Abrazarnos, acariciarnos, sujetarnos o, simplemente, rozarnos, son conductas imprescindibles para mantener los lazos que nos unen como seres sociales
La trágica crisis del coronavirus no solo se ha llevado por delante miles de vidas, empleos, proyectos e ilusiones en todo el mundo. La pandemia también nos encerró entre cuatro paredes, nos distanció físicamente de nuestros mayores, de la familia y los amigos, nos privó del sentido del tacto y sus afectos, y nos obligó a ocultar el rostro de nuestras emociones tras un trozo de tela. ¡Casi nada!
La expansión de los contagios por todo el planeta supuso un cambio radical en la forma de relacionarnos y comunicarnos, una imprevista transformación cultural y social de la que no somos muy conscientes todavía, y cuyo alcance puede ser mayor del que podamos calcular. Otra incertidumbre más para este incierto tiempo que nos deja el 2020.
La Covid-19 alteró repentinamente nuestra forma de vivir, de convivir y hasta de morir. La guerra contra la pandemia puso a prueba, una vez más, nuestra capacidad de adaptación como especie y reaccionamos asimilando como inocuas algunas alteraciones radicales en nuestro comportamiento no verbal, elemento neurálgico de la forma en que nos comunicamos.

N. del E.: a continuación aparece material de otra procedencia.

// ============================================================
// Layer 4 — Corpus Loader
// ============================================================
// Reads a TextGCN-style corpus from disk:
//
//   {data_dir}/{dataset}_shuffle.txt          meta, one line per doc:
//                                             name<TAB>train|test<TAB>label
//   {data_dir}/corpus/{dataset}_shuffle.txt   text, one line per doc
//
// Meta lines and text lines are aligned by position. Train lines
// must come first and test lines last; a train line after the
// first test line is rejected. The class set is the sorted list
// of distinct labels.
//
// Reference: Rust Book §9 (Error Handling)
//            Rust Book §12 (I/O and File Handling)

use anyhow::{Context, Result};
use std::collections::BTreeSet;
use std::{fs, path::PathBuf};

use crate::data::preprocessor::Preprocessor;
use crate::domain::corpus::Corpus;
use crate::domain::error::HarnessError;
use crate::domain::traits::CorpusSource;

/// One parsed meta line; the document name is not kept
#[derive(Debug, Clone, PartialEq, Eq)]
pub struct MetaEntry {
    pub is_train: bool,
    pub label:    String,
}

pub struct CorpusLoader {
    data_dir:  PathBuf,
    dataset:   String,
    val_ratio: f64,
}

impl CorpusLoader {
    pub fn new(data_dir: impl Into<PathBuf>, dataset: impl Into<String>, val_ratio: f64) -> Self {
        Self { data_dir: data_dir.into(), dataset: dataset.into(), val_ratio }
    }

    pub fn meta_path(&self) -> PathBuf {
        self.data_dir.join(format!("{}_shuffle.txt", self.dataset))
    }

    pub fn text_path(&self) -> PathBuf {
        self.data_dir.join("corpus").join(format!("{}_shuffle.txt", self.dataset))
    }
}

impl CorpusSource for CorpusLoader {
    fn load(&self) -> Result<Corpus> {
        let meta_path = self.meta_path();
        let meta_raw = fs::read_to_string(&meta_path)
            .with_context(|| format!("Cannot read meta file '{}'", meta_path.display()))?;
        let meta = parse_meta(&meta_raw)?;

        let text_path = self.text_path();
        let text_raw = fs::read_to_string(&text_path)
            .with_context(|| format!("Cannot read corpus file '{}'", text_path.display()))?;
        let texts = split_documents(&text_raw);

        let train_size = meta.iter().filter(|m| m.is_train).count();
        let test_size  = meta.len() - train_size;

        let class_names: Vec<String> = meta
            .iter()
            .map(|m| m.label.clone())
            .collect::<BTreeSet<_>>()
            .into_iter()
            .collect();
        let labels: Vec<usize> = meta
            .iter()
            .map(|m| class_names.binary_search(&m.label).unwrap_or_default())
            .collect();

        tracing::info!(
            "Loaded '{}': {} documents ({} train, {} test), {} classes",
            self.dataset, texts.len(), train_size, test_size, class_names.len(),
        );

        Ok(Corpus::from_sizes(texts, labels, class_names, train_size, test_size, self.val_ratio)?)
    }
}

/// Parse meta lines, skipping blank ones. Fails on a malformed
/// line or on a train line that follows a test line.
pub fn parse_meta(raw: &str) -> Result<Vec<MetaEntry>, HarnessError> {
    let mut entries = Vec::new();
    let mut seen_test = false;
    for (i, line) in raw.lines().enumerate() {
        if line.trim().is_empty() {
            continue;
        }
        let mut fields = line.split('\t');
        let entry = match (fields.next(), fields.next(), fields.next()) {
            (Some(_name), Some(split), Some(label)) => MetaEntry {
                is_train: split.contains("train"),
                label:    label.trim().to_string(),
            },
            _ => return Err(HarnessError::MalformedMeta { line: i + 1, content: line.to_string() }),
        };
        if entry.is_train && seen_test {
            return Err(HarnessError::TrainAfterTest { line: i + 1 });
        }
        seen_test |= !entry.is_train;
        entries.push(entry);
    }
    Ok(entries)
}

/// Clean each line of the corpus file; a trailing newline does
/// not produce an extra empty document.
pub fn split_documents(raw: &str) -> Vec<String> {
    let prep = Preprocessor::new();
    raw.lines().map(|line| prep.clean(line)).collect()
}

// ─── Unit Tests ───────────────────────────────────────────────────────────────
#[cfg(test)]
mod tests {
    use super::*;

    const META: &str = "d0\ttrain\tsport\nd1\ttrain\tpolitics\nd2\ttrain\tsport\nd3\ttest\tpolitics\n";
    const TEXT: &str = "goal scored\\n late\nvote passed\nmatch drawn\nelection held\n";

    fn write_corpus(dir: &std::path::Path) {
        fs::create_dir_all(dir.join("corpus")).unwrap();
        fs::write(dir.join("toy_shuffle.txt"), META).unwrap();
        fs::write(dir.join("corpus").join("toy_shuffle.txt"), TEXT).unwrap();
    }

    #[test]
    fn test_parse_meta() {
        let meta = parse_meta(META).unwrap();
        assert_eq!(meta.len(), 4);
        assert!(meta[0].is_train);
        assert!(!meta[3].is_train);
        assert_eq!(meta[1].label, "politics");
    }

    #[test]
    fn test_malformed_meta_line() {
        let err = parse_meta("ok\ttrain\ta\nbroken line\n").unwrap_err();
        assert!(matches!(err, HarnessError::MalformedMeta { line: 2, .. }));
    }

    #[test]
    fn test_train_line_after_test_block_is_rejected() {
        let err = parse_meta("a\ttrain\tx\nb\ttest\ty\n\nc\ttrain\tx\n").unwrap_err();
        assert!(matches!(err, HarnessError::TrainAfterTest { line: 4 }));
    }

    #[test]
    fn test_load_rejects_interleaved_splits() {
        let dir = tempfile::tempdir().unwrap();
        fs::create_dir_all(dir.path().join("corpus")).unwrap();
        fs::write(dir.path().join("mixed_shuffle.txt"), "d0\ttest\ta\nd1\ttrain\tb\n").unwrap();
        fs::write(dir.path().join("corpus").join("mixed_shuffle.txt"), "one\ntwo\n").unwrap();

        let err = CorpusLoader::new(dir.path(), "mixed", 0.0).load().unwrap_err();

        assert!(matches!(err.downcast_ref::<HarnessError>(), Some(HarnessError::TrainAfterTest { line: 2 })));
    }

    #[test]
    fn test_load_corpus() {
        let dir = tempfile::tempdir().unwrap();
        write_corpus(dir.path());

        let corpus = CorpusLoader::new(dir.path(), "toy", 0.0).load().unwrap();

        assert_eq!(corpus.len(), 4);
        assert_eq!(corpus.class_names, vec!["politics", "sport"]);
        assert_eq!(corpus.labels, vec![1, 0, 1, 0]);
        assert_eq!(corpus.train_size, 3);
        assert_eq!(corpus.test_size, 1);
        assert_eq!(corpus.texts[0], "goal scoredn late");
    }

    #[test]
    fn test_missing_files_report_path() {
        let dir = tempfile::tempdir().unwrap();
        let err = CorpusLoader::new(dir.path(), "absent", 0.1).load().unwrap_err();
        assert!(err.to_string().contains("absent_shuffle.txt"));
    }
}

Además, esos cambios y limitaciones en nuestra conducta y forma de expresarnos se impusieron de manera urgente y brusca —sin más desescalada que el primitivo instinto de supervivencia y la torpeza del político de turno—, lo que dificulta conocer su impacto a medio y largo plazo, tanto en el individuo como en el conjunto de la sociedad.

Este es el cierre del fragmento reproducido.